Eliot Adler, Mark A. Hoon, Ken L. Mueller, Jayaram Chandrashekar, Nicholas J. P. Ryba, and Charles S. Zuker. 2000. Cell 100: 693-702.


Reviewed by Luke Roberts, 4/21/00


Mammals have the ability to taste many different compounds, but can only distinguish between five basic types of taste: sweet, bitter, sour, salty, and umami. Sour and salty tastes are thought to act on taste receptors by direct effects on specialized membrane channels. Sweet, bitter, and umami taste trandsuction, on the other hand, is thought to be regulated by G protein-coupled receptor (GPCR) signaling pathways. This means that tastant receptors on cell surfaces interact with various compounds to begin a signaling cascade that leads to neurotransmitter release. This information is passed through afferent nerves to the brain, where the taste information is processed in cortical taste centers. Unfortunately, not much is known about these GPCRs, and we do not understand simple questions about taste reception, such as what receptors are responsible for sweet and bitter pathways, how the receptors are organized within taste buds, and how the taste information is transmitted and encoded in the afferent nerves.

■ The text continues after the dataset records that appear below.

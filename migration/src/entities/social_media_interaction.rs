//! 社交媒体链接点击事件（append-only）

use sea_orm::entity::prelude::*;

#[derive(Clone, Debug, PartialEq, DeriveEntityModel, Eq)]
#[sea_orm(table_name = "social_media_interactions")]
pub struct Model {
    #[sea_orm(primary_key)]
    pub id: i64,
    pub social_media_link_id: i64,
    pub client_ip: String,
    #[sea_orm(column_type = "Text")]
    pub user_agent: String,
    pub created_at: DateTimeUtc,
}

#[derive(Copy, Clone, Debug, EnumIter, DeriveRelation)]
pub enum Relation {}

impl ActiveModelBehavior for ActiveModel {}
//! SeaORM storage backend
//!
//! Database access for the analytics engine, supporting SQLite,
//! MySQL/MariaDB, and PostgreSQL. `AnalyticsStorage` owns the connection
//! pool; every aggregation entry point opens one scoped transaction via
//! [`AnalyticsStorage::begin`] and commits or rolls back on every exit
//! path.

mod connection;
pub mod custom_link;
pub mod models;
pub mod repository;
pub mod social_media;

use sea_orm::{DatabaseConnection, DatabaseTransaction, TransactionTrait};
use tracing::warn;

use crate::config::DatabaseConfig;
use crate::errors::{LinktallyError, Result};

pub use connection::{connect_generic, connect_sqlite, run_migrations};
pub use custom_link::CustomLinkRepository;
pub use models::{
    CallerIdentity, DailyAnalytic, DeviceBreakdown, Interaction, LinkRef, NewDailyAnalytic,
    NewInteraction,
};
pub use repository::{DeviceBreakdownStore, LinkAnalyticsRepository};
pub use social_media::SocialMediaRepository;

/// 从数据库 URL 推断数据库类型
pub fn infer_backend_from_url(database_url: &str) -> Result<String> {
    if database_url.starts_with("sqlite://")
        || database_url.ends_with(".db")
        || database_url.ends_with(".sqlite")
        || database_url == ":memory:"
    {
        Ok("sqlite".to_string())
    } else if database_url.starts_with("mysql://") || database_url.starts_with("mariadb://") {
        Ok("mysql".to_string())
    } else if database_url.starts_with("postgres://") || database_url.starts_with("postgresql://") {
        Ok("postgres".to_string())
    } else {
        Err(LinktallyError::database_config(format!(
            "无法从 URL 推断数据库类型: {}. 支持的 URL 格式: sqlite://, mysql://, mariadb://, postgres://",
            database_url
        )))
    }
}

/// SeaORM-based storage backend
#[derive(Clone)]
pub struct AnalyticsStorage {
    db: DatabaseConnection,
    backend_name: String,
}

impl AnalyticsStorage {
    pub async fn new(config: &DatabaseConfig) -> Result<Self> {
        if config.url.is_empty() {
            return Err(LinktallyError::database_config(
                "database.url 未设置".to_string(),
            ));
        }

        let backend_name = infer_backend_from_url(&config.url)?;

        let db = if backend_name == "sqlite" {
            connect_sqlite(&config.url).await?
        } else {
            connect_generic(&config.url, &backend_name, config.pool_size).await?
        };

        let storage = AnalyticsStorage { db, backend_name };

        run_migrations(&storage.db).await?;

        warn!(
            "{} Storage initialized.",
            storage.backend_name.to_uppercase()
        );
        Ok(storage)
    }

    /// 开启一个作用域事务；调用方负责 commit，或在错误路径 rollback
    pub async fn begin(&self) -> Result<DatabaseTransaction> {
        self.db
            .begin()
            .await
            .map_err(|e| LinktallyError::database_operation(format!("开始事务失败: {}", e)))
    }

    pub fn backend_name(&self) -> &str {
        &self.backend_name
    }

    /// 获取数据库连接（测试与运维工具直接访问数据库的场景）
    pub fn get_db(&self) -> &DatabaseConnection {
        &self.db
    }
}

#[cfg(test)]
mod tests {
    use super::*;

    #[test]
    fn test_infer_backend_from_url() {
        assert_eq!(
            infer_backend_from_url("sqlite://data/linktally.db?mode=rwc").unwrap(),
            "sqlite"
        );
        assert_eq!(
            infer_backend_from_url("mysql://root@localhost/linktally").unwrap(),
            "mysql"
        );
        assert_eq!(
            infer_backend_from_url("mariadb://root@localhost/linktally").unwrap(),
            "mysql"
        );
        assert_eq!(
            infer_backend_from_url("postgres://postgres@localhost/linktally").unwrap(),
            "postgres"
        );
    }

    #[test]
    fn test_infer_backend_rejects_unknown_scheme() {
        assert!(infer_backend_from_url("mongodb://localhost").is_err());
    }
}
//! 自定义短链接实体

use sea_orm::entity::prelude::*;

#[derive(Clone, Debug, PartialEq, DeriveEntityModel, Eq)]
#[sea_orm(table_name = "custom_links")]
pub struct Model {
    #[sea_orm(primary_key)]
    pub id: i64,
    pub user_id: String,
    pub title: String,
    #[sea_orm(unique)]
    pub short_code: String,
    pub long_link: String,
    pub activate: bool,
    pub created_at: DateTimeUtc,
}

#[derive(Copy, Clone, Debug, EnumIter, DeriveRelation)]
pub enum Relation {}

impl ActiveModelBehavior for ActiveModel {}
// =============================================================================
// 区间完整性与单日语义
// =============================================================================

#[cfg(test)]
mod range_tests {
    use super::*;

    #[tokio::test]
    async fn test_range_has_one_row_per_day_ascending() {
        let (storage, _td) = create_temp_storage().await;
        let user = uuid::Uuid::new_v4().to_string();
        let link_id = seed_custom_link(&storage, &user, "landing").await;

        let today = Utc::now().date_naive();
        let start = today - Duration::days(3);

        let rows = service(&storage)
            .get_link_analytic(&identity(&user), link_id, start, today)
            .await
            .unwrap();

        // 闭区间 4 天，升序无空洞，无点击的日期物化为零值行
        assert_eq!(rows.len(), 4);
        for (offset, row) in rows.iter().enumerate() {
            let expected = start + Duration::days(offset as i64);
            assert_eq!(row.date, expected.format("%Y-%m-%d").to_string());
            assert_eq!(row.click_count, 0);
            assert_eq!(row.view_count, 0);
            assert_eq!(row.device_analytic.mobile, 0);
            assert_eq!(row.device_analytic.tablet, 0);
            assert_eq!(row.device_analytic.desktop, 0);
            assert_eq!(row.device_analytic.other, 0);
        }
    }

    #[tokio::test]
    async fn test_clicks_and_device_breakdown_scenario() {
        let (storage, _td) = create_temp_storage().await;
        let user = uuid::Uuid::new_v4().to_string();
        let link_id = seed_custom_link(&storage, &user, "landing").await;

        // 第一天 3 次点击（2 桌面 1 手机），第二天 0 次
        let day = Utc::now().date_naive() - Duration::days(2);
        seed_interaction(&storage, link_id, UA_DESKTOP, noon(day)).await;
        seed_interaction(&storage, link_id, UA_DESKTOP, noon(day) + Duration::hours(1)).await;
        seed_interaction(&storage, link_id, UA_MOBILE, noon(day) + Duration::hours(2)).await;

        let rows = service(&storage)
            .get_link_analytic(&identity(&user), link_id, day, day + Duration::days(1))
            .await
            .unwrap();

        assert_eq!(rows.len(), 2);

        assert_eq!(rows[0].date, day.format("%Y-%m-%d").to_string());
        assert_eq!(rows[0].click_count, 3);
        assert_eq!(rows[0].device_analytic.desktop, 2);
        assert_eq!(rows[0].device_analytic.mobile, 1);
        assert_eq!(rows[0].device_analytic.tablet, 0);
        assert_eq!(rows[0].device_analytic.other, 0);

        assert_eq!(rows[1].click_count, 0);
        assert_eq!(rows[1].device_analytic.desktop, 0);
        assert_eq!(rows[1].device_analytic.mobile, 0);

        // 设备分布计数总和等于点击数
        let d = &rows[0].device_analytic;
        assert_eq!(d.desktop + d.mobile + d.tablet + d.other, rows[0].click_count);
    }

    #[tokio::test]
    async fn test_interactions_outside_day_window_excluded() {
        let (storage, _td) = create_temp_storage().await;
        let user = uuid::Uuid::new_v4().to_string();
        let link_id = seed_custom_link(&storage, &user, "landing").await;

        let day = Utc::now().date_naive() - Duration::days(2);
        // 前一天 23:59 与当天 00:00：只有后者落入 [day, day+24h)
        let just_before = day.and_hms_opt(0, 0, 0).unwrap().and_utc() - Duration::minutes(1);
        let at_midnight = day.and_hms_opt(0, 0, 0).unwrap().and_utc();
        seed_interaction(&storage, link_id, UA_DESKTOP, just_before).await;
        seed_interaction(&storage, link_id, UA_DESKTOP, at_midnight).await;

        let rows = service(&storage)
            .get_link_analytic(&identity(&user), link_id, day, day)
            .await
            .unwrap();

        assert_eq!(rows.len(), 1);
        assert_eq!(rows[0].click_count, 1);
    }

    #[tokio::test]
    async fn test_view_count_stays_reserved() {
        let (storage, _td) = create_temp_storage().await;
        let user = uuid::Uuid::new_v4().to_string();
        let link_id = seed_custom_link(&storage, &user, "landing").await;

        let day = Utc::now().date_naive() - Duration::days(1);
        seed_interaction(&storage, link_id, UA_DESKTOP, noon(day)).await;

        let rows = service(&storage)
            .get_link_analytic(&identity(&user), link_id, day, day)
            .await
            .unwrap();

        // view_count 是预留字段：点击事件不会驱动它
        assert_eq!(rows[0].click_count, 1);
        assert_eq!(rows[0].view_count, 0);
    }
}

As a starting point to answer these questions, the authors of this paper decided to look for GPCRs coexpressed with gastducin, a G protein subunit that has been implicated in the mediation of some bitter responses. To find these receptors, they searched DNA sequence databases for GPCRs in a locus at 5p15 that is associated with the ability to respond to 6-n-propyl-2-thiouracil (PROP), a known bitter substance. This search revealed a novel GPCR (T2R-1), and subsequent computer searches identified a family of 19 additional human receptors (referred to as T2Rs). The authors began to characterize this family of receptors by showing that a human 9 gene T2R cluster maps to a region homologous with a mouse chromosome 6 bitter cluster. Furthermore, each genomic interval containing mouse T2R is homologous to one containing its closest human counterpart, and two of these genes map to locations implicated in human bitter perception. Also, T2Rs are expressed in taste receptor cells, and individual papillae express many T2R receptors. Finally, T2Rs are only expressed in gastducin-expressing cells. The authors use this evidence to implicate the T2R family as bitter taste receptors.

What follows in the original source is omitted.